Saat ini, kata Erani, proses UU lain juga berlangsung seperti Rancangan UU Koperasi, Rancangan UU Sumber Daya Budidaya Pertanian, hingga Revisi UU Pertanian. Menurut dia, semua UU ini dibahas dalam konteks mencari formula yang ideal setelah berjalan setelah sekian lama. “Itu proses yang harus dijalani, semua pendapat dibuka, gagasan dipertukarkan,” kata dia.
Beberapa hari terakhir, revisi UU KPK dan RKUHP tersebut telah menyulut aksi protes mahasiswa di berbagai daerah. Meski ada tekanan massa, Istana bersikukuh dengan salah satu revisi yaitu UU KPK.
“Maksudnya Undang-Undang KPK yang baru memberikan beberapa landasan bagi kepastian hukum, termasuk bagi investor,” kata Kepala Kantor Staf Presiden, Moeldoko dalam siaran persnya, Senin, 23 September 2019.
Berbeda dengan revisi UU KPK yang jalan terus, Presiden Joko Widodo atau Jokowi meminta DPR menunda pengesahan RKUHP. Sebelum permintaan ini diumumkan, penolakan sempat muncul dari kalangan usaha, salah satunya Ketua Badan Promosi Pariwisata Daerah atau BPPD Bali Tjokorda Oka Artha Ardana Sukawati atau Cok Ace. “Beberapa pasal yang dinilai dapat berdampak negatif kepada pariwisata Bali khususnya," kata dia di Denpasar, Sabtu, 21 September 2019.

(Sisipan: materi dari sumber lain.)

//! Domain module
//!
//! Core domain types.

pub mod account;
pub mod transfer;

pub use account::{Account, AccountId, AccountNumber, NewAccount};
pub use transfer::{Transfer, TransferError};
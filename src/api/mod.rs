//! API module
//!
//! HTTP API endpoints and middleware.

pub mod middleware;
pub mod routes;

use axum::{routing::get, Router};
use tower::ServiceBuilder;
use tower_http::request_id::{MakeRequestUuid, PropagateRequestIdLayer, SetRequestIdLayer};
use tower_http::trace::TraceLayer;

use crate::state::AppState;

pub use routes::create_router;

/// Build the application router with its middleware stack
pub fn build_router(state: AppState) -> Router {
    // Outermost first: request id -> trace -> propagate id -> logging -> routes
    let layers = ServiceBuilder::new()
        .layer(SetRequestIdLayer::x_request_id(MakeRequestUuid))
        .layer(TraceLayer::new_for_http())
        .layer(PropagateRequestIdLayer::x_request_id())
        .layer(axum::middleware::from_fn(middleware::logging_middleware));

    Router::new()
        .route("/health", get(health_check))
        .merge(create_router(&state))
        .layer(layers)
        .with_state(state)
}

/// Health check endpoint
async fn health_check() -> &'static str {
    "OK"
}
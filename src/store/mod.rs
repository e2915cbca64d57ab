//! Account Directory
//!
//! Persistence seam for accounts. Handlers and the token authenticator only
//! see the `AccountDirectory` trait.

mod memory;
mod postgres;

use async_trait::async_trait;

use crate::domain::{Account, AccountId, AccountNumber, NewAccount};

pub use memory::InMemoryDirectory;
pub use postgres::PgAccountDirectory;

/// Errors raised by an account directory
#[derive(Debug, thiserror::Error)]
pub enum StoreError {
    #[error("account with id: {0} not found")]
    NotFound(AccountId),

    #[error("account with number: {0} not found")]
    NumberNotFound(AccountNumber),

    #[error("account number {0} is already taken")]
    DuplicateNumber(AccountNumber),

    #[error("balance overflow on account {0}")]
    BalanceOverflow(AccountId),

    #[error("Database error: {0}")]
    Database(#[from] sqlx::Error),
}

impl StoreError {
    /// True for errors caused by the request rather than the store itself
    pub fn is_client_error(&self) -> bool {
        !matches!(self, Self::Database(_))
    }
}

#[async_trait]
pub trait AccountDirectory: Send + Sync {
    /// Insert a new account and return it with its assigned id.
    async fn create(&self, account: NewAccount) -> Result<Account, StoreError>;

    async fn delete(&self, id: AccountId) -> Result<(), StoreError>;

    async fn get_by_id(&self, id: AccountId) -> Result<Account, StoreError>;

    async fn get_by_number(&self, number: AccountNumber) -> Result<Account, StoreError>;

    /// All accounts ordered by id
    async fn list(&self) -> Result<Vec<Account>, StoreError>;

    /// Add `amount` to the balance of `id` and return the updated account.
    async fn credit_balance(&self, id: AccountId, amount: i64) -> Result<Account, StoreError>;
}
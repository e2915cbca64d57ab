//! Command Handlers module
//!
//! Handlers that orchestrate account operations on top of the account
//! directory and the auth services.

mod account_handler;
mod commands;
mod login_handler;
mod transfer_handler;

#[cfg(test)]
mod tests;

pub use account_handler::CreateAccountHandler;
pub use commands::*;
pub use login_handler::LoginHandler;
pub use transfer_handler::TransferHandler;
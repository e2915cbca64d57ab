//! Error handling module
//!
//! Centralized error types and HTTP response conversion.
//!
//! Every error body has the shape `{"Error": "<message>"}`.

use axum::http::StatusCode;
use axum::response::{IntoResponse, Response};
use axum::Json;
use serde::{Deserialize, Serialize};

use crate::auth::{AuthRejection, CredentialError, TokenError};
use crate::domain::TransferError;
use crate::store::StoreError;

/// Body of every rejected token check
pub const PERMISSION_DENIED: &str = "permission denied";

const INTERNAL_ERROR: &str = "internal server error";

/// Application-wide Result type
pub type AppResult<T> = Result<T, AppError>;

/// Application error types
#[derive(Debug, thiserror::Error)]
pub enum AppError {
    // Client errors (4xx)
    #[error("{0}")]
    InvalidRequest(String),

    #[error("not authenticated")]
    InvalidCredentials,

    #[error(transparent)]
    Transfer(#[from] TransferError),

    #[error(transparent)]
    Store(#[from] StoreError),

    // Server errors (5xx)
    #[error(transparent)]
    Credential(#[from] CredentialError),

    #[error(transparent)]
    Token(#[from] TokenError),

    #[error("Internal error: {0}")]
    Internal(String),
}

/// Error response body
#[derive(Debug, Serialize, Deserialize)]
pub struct ErrorResponse {
    #[serde(rename = "Error")]
    pub error: String,
}

impl ErrorResponse {
    pub fn new(error: impl Into<String>) -> Self {
        Self { error: error.into() }
    }
}

impl AppError {
    pub fn status(&self) -> StatusCode {
        match self {
            AppError::InvalidRequest(_) | AppError::InvalidCredentials | AppError::Transfer(_) => {
                StatusCode::BAD_REQUEST
            }
            AppError::Store(e) if e.is_client_error() => StatusCode::BAD_REQUEST,
            AppError::Store(_)
            | AppError::Credential(_)
            | AppError::Token(_)
            | AppError::Internal(_) => StatusCode::INTERNAL_SERVER_ERROR,
        }
    }
}

impl IntoResponse for AppError {
    fn into_response(self) -> Response {
        let status = self.status();

        let message = if status.is_server_error() {
            tracing::error!("Request failed: {:?}", self);
            INTERNAL_ERROR.to_string()
        } else {
            self.to_string()
        };

        (status, Json(ErrorResponse::new(message))).into_response()
    }
}

impl IntoResponse for AuthRejection {
    fn into_response(self) -> Response {
        // Same status and body for every reason.
        (StatusCode::FORBIDDEN, Json(ErrorResponse::new(PERMISSION_DENIED))).into_response()
    }
}
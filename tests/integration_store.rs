//! Integration tests for the Postgres account directory
//!
//! These tests require a database connection:
//! `DATABASE_URL=... cargo test --test integration_store -- --ignored`

use bank_api::db;
use bank_api::domain::{account::generate_account_number, NewAccount};
use bank_api::store::{AccountDirectory, PgAccountDirectory, StoreError};
use sqlx::postgres::PgPoolOptions;

async fn setup_directory() -> PgAccountDirectory {
    dotenvy::dotenv().ok();
    let database_url = std::env::var("DATABASE_URL").expect("DATABASE_URL must be set for tests");

    let pool = PgPoolOptions::new()
        .max_connections(5)
        .connect(&database_url)
        .await
        .expect("Failed to connect to DB");

    db::verify_connection(&pool).await.unwrap();
    db::ensure_schema(&pool).await.unwrap();

    PgAccountDirectory::new(pool)
}

fn new_account() -> NewAccount {
    NewAccount::new("Grace".to_string(), "Hopper".to_string(), "hash".to_string())
}

#[tokio::test]
#[ignore = "requires DATABASE_URL"]
async fn test_create_fetch_delete() {
    let directory = setup_directory().await;

    let created = directory.create(new_account()).await.unwrap();
    assert!(created.id > 0);
    assert_eq!(created.balance, 0);

    let by_id = directory.get_by_id(created.id).await.unwrap();
    assert_eq!(by_id.number, created.number);
    let by_number = directory.get_by_number(created.number).await.unwrap();
    assert_eq!(by_number.id, created.id);
    assert!(directory.list().await.unwrap().iter().any(|a| a.id == created.id));

    directory.delete(created.id).await.unwrap();
    assert!(matches!(
        directory.get_by_id(created.id).await.unwrap_err(),
        StoreError::NotFound(_)
    ));
    assert!(matches!(
        directory.delete(created.id).await.unwrap_err(),
        StoreError::NotFound(_)
    ));
}

#[tokio::test]
#[ignore = "requires DATABASE_URL"]
async fn test_duplicate_number_detected() {
    let directory = setup_directory().await;

    let first = directory.create(new_account()).await.unwrap();
    let err = directory
        .create(new_account().with_number(first.number))
        .await
        .unwrap_err();
    assert!(matches!(err, StoreError::DuplicateNumber(n) if n == first.number));

    directory.delete(first.id).await.unwrap();
}

#[tokio::test]
#[ignore = "requires DATABASE_URL"]
async fn test_credit_balance() {
    let directory = setup_directory().await;
    let account = directory
        .create(new_account().with_number(generate_account_number()))
        .await
        .unwrap();

    let updated = directory.credit_balance(account.id, 500).await.unwrap();
    assert_eq!(updated.balance, 500);

    let err = directory.credit_balance(account.id, i64::MAX).await.unwrap_err();
    assert!(matches!(err, StoreError::BalanceOverflow(_)));

    directory.delete(account.id).await.unwrap();
}
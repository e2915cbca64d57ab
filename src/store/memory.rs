//! In-memory account directory
//!
//! Used by the test suites and for running the API without Postgres.

use std::collections::BTreeMap;

use async_trait::async_trait;
use tokio::sync::RwLock;

use super::{AccountDirectory, StoreError};
use crate::domain::{Account, AccountId, AccountNumber, NewAccount};

#[derive(Debug, Default)]
struct Inner {
    accounts: BTreeMap<AccountId, Account>,
    last_id: AccountId,
}

#[derive(Debug, Default)]
pub struct InMemoryDirectory {
    inner: RwLock<Inner>,
}

impl InMemoryDirectory {
    pub fn new() -> Self {
        Self::default()
    }
}

#[async_trait]
impl AccountDirectory for InMemoryDirectory {
    async fn create(&self, account: NewAccount) -> Result<Account, StoreError> {
        let mut inner = self.inner.write().await;

        if inner.accounts.values().any(|a| a.number == account.number) {
            return Err(StoreError::DuplicateNumber(account.number));
        }

        // Ids are never reused, like a SERIAL column.
        inner.last_id += 1;
        let account = account.into_account(inner.last_id);
        inner.accounts.insert(account.id, account.clone());
        Ok(account)
    }

    async fn delete(&self, id: AccountId) -> Result<(), StoreError> {
        let mut inner = self.inner.write().await;
        inner
            .accounts
            .remove(&id)
            .map(|_| ())
            .ok_or(StoreError::NotFound(id))
    }

    async fn get_by_id(&self, id: AccountId) -> Result<Account, StoreError> {
        let inner = self.inner.read().await;
        inner.accounts.get(&id).cloned().ok_or(StoreError::NotFound(id))
    }

    async fn get_by_number(&self, number: AccountNumber) -> Result<Account, StoreError> {
        let inner = self.inner.read().await;
        inner
            .accounts
            .values()
            .find(|a| a.number == number)
            .cloned()
            .ok_or(StoreError::NumberNotFound(number))
    }

    async fn list(&self) -> Result<Vec<Account>, StoreError> {
        let inner = self.inner.read().await;
        Ok(inner.accounts.values().cloned().collect())
    }

    async fn credit_balance(&self, id: AccountId, amount: i64) -> Result<Account, StoreError> {
        let mut inner = self.inner.write().await;
        let account = inner.accounts.get_mut(&id).ok_or(StoreError::NotFound(id))?;
        account.balance = account
            .balance
            .checked_add(amount)
            .ok_or(StoreError::BalanceOverflow(id))?;
        Ok(account.clone())
    }
}
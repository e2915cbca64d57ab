//! Transfer value object
//!
//! A transfer only credits its destination; nothing is debited.

use super::account::AccountId;

/// Validated credit of `amount` to `to_account`
#[derive(Debug, Clone, Copy, PartialEq, Eq)]
pub struct Transfer {
    pub to_account: AccountId,
    pub amount: i64,
}

/// Reasons a transfer request is refused before touching the store
#[derive(Debug, Clone, PartialEq, Eq, thiserror::Error)]
pub enum TransferError {
    #[error("invalid destination account id: {0}")]
    InvalidDestination(AccountId),

    #[error("amount must be non-zero")]
    ZeroAmount,
}

impl Transfer {
    pub fn new(to_account: AccountId, amount: i64) -> Result<Self, TransferError> {
        if to_account <= 0 {
            return Err(TransferError::InvalidDestination(to_account));
        }
        if amount == 0 {
            return Err(TransferError::ZeroAmount);
        }
        Ok(Self { to_account, amount })
    }
}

Ekonom Unika Atmajaya Jakarta Agustinus Prasetyantoko melihat RKUHP berpotensi mengganggu investasi. Untuk itu, ia sepakat dengan keputusan Jokowi untuk meminta DPR menunda pengesahan revisi UU KUHP tersebut. Menurut dia, beberapa pasal dalam revisi ini memang harus disempurnakan. “Sebelum diketok palu,” kata dia.
Agustinus menyadari ada penolakan dari kalangan usaha pada revisi UU KUHP, termasuk penolakan yang terjadi di Bali. Untuk itu, ia mengingatkan pemerintahan Jokowi dan DPR agar tidak menerbitkan aturan hukum yang justru mengganggu kepastian usaha. Sebab, Indonesia saat ini membutuhkan sekali investasi, di tengah kinerja ekspor yang turun sebagai dampak Perang Dagang Amerika Serikat dan Cina.